Semua karena foto ini! *lah
Mereka tampan, keren, idola sekolah. Begitu susah diraih. Apalagi untukku. Cewek culun yang bukan siapa-siapa di sekolah ini. Aku hanya cewek penjaga perpustakaan yang pendiam dan susah bergaul dengan orang lain. Apalagi orang yang baru di kenal. Temanku hanya satu. Seorang Kinal. Ya, Kinal.
Kinal adalah sahabatku dari SMP. Berbeda dariku, Kinal si cewek berbadan keker ini sifatnya mudah bergaul dan ramah. Itu yang membuatnya akhirnya bisa dekat dengan Kak Vernando. Cowok misterius yang sukanya membaca novel. Salah satu dari idola di sekolah kami. Ceritanya panjang bila aku ceritakan bagaimana awalnya mereka akhirnya bisa saling kenal. Tapi, biar sudah dekat hubungan mereka masih sama. Teman. Atau malah Kinal di brotherzone (?)
Keberhasilan (?) Kinal menjadi teman Kak Vernando, sedikit memotivasiku untuk mencoba mendekati adik kandung dari Kak Vernando. Tapi, aku takut. Aku gugup. Dan pada akhirnya aku hanya bisa menyimpan di dalam hati perasaan kagum ini padanya. Cowok manis, berkacamata yang selalu disiplin itu.
Aku masih sangat ingat obrolan (?) pertama kami dulu. Saat itu, aku ada di perpustakaan. Seorang diri menjaga perpus sembari menunggu Kinal yang tak kunjung pulang karena urusannya sebagai anggota OSIS. Kejadian ini terjadi beberapa bulan yang lalu. Sambil mendengarkan music yang mengalir dari HPku melalui earphone yang kupasang. Lagu-lagu dari idol group asuhan Yasushi Akimoto-san ini menemani kesendirianku yang sedang membaca fanfic novel untuk membunuh waktu.
Aku yang merasa tidak akan ada lagi yang datang, duduk dengan santainya di tempatku. Memang sudah jam pulang. Hanya tinggal beberapa murid saja yang masih ada di sekolah. Namun, tiba-tiba pintu perpustakaan terbuka. Aku menghela nafas lega tentu saja. Berpikir itu Kinal yang akhirnya selesai.

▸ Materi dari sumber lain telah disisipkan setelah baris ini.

//! Tracing and logging setup shared by the storefront binaries.

/// Initialize process-wide observability (tracing/logging).
///
/// This is safe to call multiple times; subsequent calls become no-ops.
pub fn init() {
    tracing::init();
}

/// Tracing configuration (filters, layers).
pub mod tracing;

“Akhirnya kelar juga kamu, Nal.” Aku bangkit dari tempatku duduk. Dan betapa terkejutnya aku, saat aku menoleh yang berdiri di depan meja penjaga perpustakan ternyata….
“Nal? Maaf gw bukan Nal.” Ucapnya lembut sambil tersenyum begitu manis.
Mataku terbelalak, begitu terkejut bahwa aku bukan berbicara dengan Kinal. Tapi, dengan dirinya. Cowok berkacamata, adik kandung dari Kak Vernando itu. Sepertinya dia habis latihan dengan ekskul basketnya. Badannya yang dilapisi seragam tim basket sekolah kami penuh dengan keringat yang membanjiri dari rambut hitam pekatnya yang turun ke leher. Begitu seksi. Begitu menggoda.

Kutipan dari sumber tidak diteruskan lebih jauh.